免疫抑制剂药物治疗CD可引起严重的骨髓抑制,常发生白细胞、血红蛋白和血小板减少,尤其以白细胞减少为主。尽管免疫抑制剂是治疗CD的一种廉价、有效的治疗选择,但较高的不良反应发生率往往限制了其临床应用[29-30]。

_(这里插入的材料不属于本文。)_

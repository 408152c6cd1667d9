//! Heartbeat endpoint handler.
//!
//! Returns server status information, including uptime, memory usage, and dataset information.

use axum::{extract::State, Json};
use serde::Serialize;
use std::sync::Arc;
use std::time::{Duration, SystemTime};
use uuid::Uuid;

use crate::state::AppState;
use crate::store::{DateSpan, LoadStats};

/// Server ID, generated once per process
static SERVER_ID: once_cell::sync::Lazy<String> =
    once_cell::sync::Lazy::new(|| Uuid::new_v4().to_string());

/// Heartbeat response structure
#[derive(Serialize)]
pub struct HeartbeatResponse {
    /// Server ID (unique per instance)
    pub server_id: String,
    /// Current timestamp (ISO 8601 format)
    pub timestamp: String,
    /// Server uptime in seconds
    pub uptime_seconds: u64,
    /// Process memory usage in bytes
    pub memory_usage_bytes: Option<u64>,
    /// Dataset information
    pub dataset: DatasetInfo,
    /// Server status
    pub status: String,
}

/// Dataset information structure
#[derive(Serialize)]
pub struct DatasetInfo {
    /// Dataset file path
    pub file_path: String,
    /// Number of records served
    pub record_count: usize,
    /// Weather labels and how many records carry each
    pub weather: Vec<(String, usize)>,
    /// Earliest and latest observation dates
    pub date_span: Option<DateSpan>,
    /// Load counters
    pub load: LoadStats,
}

/// Handle GET /heartbeat requests
pub async fn heartbeat_handler(State(state): State<Arc<AppState>>) -> Json<HeartbeatResponse> {
    let now = SystemTime::now();
    let timestamp = chrono::DateTime::<chrono::Utc>::from(now)
        .to_rfc3339_opts(chrono::SecondsFormat::Millis, true);

    let uptime = now
        .duration_since(state.started_at)
        .unwrap_or(Duration::from_secs(0));

    let response = HeartbeatResponse {
        server_id: SERVER_ID.clone(),
        timestamp,
        uptime_seconds: uptime.as_secs(),
        memory_usage_bytes: get_memory_usage(),
        dataset: dataset_info(&state),
        status: "healthy".to_string(),
    };

    Json(response)
}

fn dataset_info(state: &AppState) -> DatasetInfo {
    DatasetInfo {
        file_path: state.source.display().to_string(),
        record_count: state.store.len(),
        weather: state.store.weather_counts(),
        date_span: state.store.date_span(),
        load: state.load_stats.clone(),
    }
}

/// Get current process memory usage (platform-dependent)
fn get_memory_usage() -> Option<u64> {
    #[cfg(target_os = "linux")]
    {
        // RSS is the second field of /proc/self/statm, in pages
        let statm = std::fs::read_to_string("/proc/self/statm").ok()?;
        let pages = statm.split_whitespace().nth(1)?.parse::<u64>().ok()?;
        Some(pages * 4096)
    }

    #[cfg(not(target_os = "linux"))]
    {
        None
    }
}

本研究中,免疫抑制剂组出现两例白细胞减少,不良反应发生率11.1%,1例更换另一种免疫抑制剂,5-ASA组1例胃肠道不良反应,不良反应发生率3.3%,总体来看2组不良反应均较少,可能跟纳入的病例数较少有关。
我们的结果显示,免疫抑制剂优于5-氨基水杨酸维持L4-CD缓解。然而,荟萃分析和随机临床试验表明,免疫抑制剂单一疗法与生物制剂或联合治疗相比,治疗效果是有限的[31-32]。随着生物制剂的发展,越来越多可选择的、有效的、更便宜的生物制剂用于治疗广泛病变和更严重CD患者[33-34]。另外,随着肠内营养(EEN)在克罗恩病(不仅仅是儿童)治疗中的研究越来越多[35-36],已被发现并证实有重要价值,今后有必要进一步添加生物制剂和EEN组进行比较研究。
这是一项单中心的回顾性研究,病例数量有限,血清学资料不完整,如炎症指标C-反应蛋白(CRP)和粪钙蛋白(FC),以及在回顾性研究中无法进行药物血清学监测,有一定内在的缺陷,然而,我们获得的初步信息对于改善L4疾病的预后需要更积极的初始治疗,具有重要意义。另外,我们的结果未来还需要大样本的随机对照研究来确认。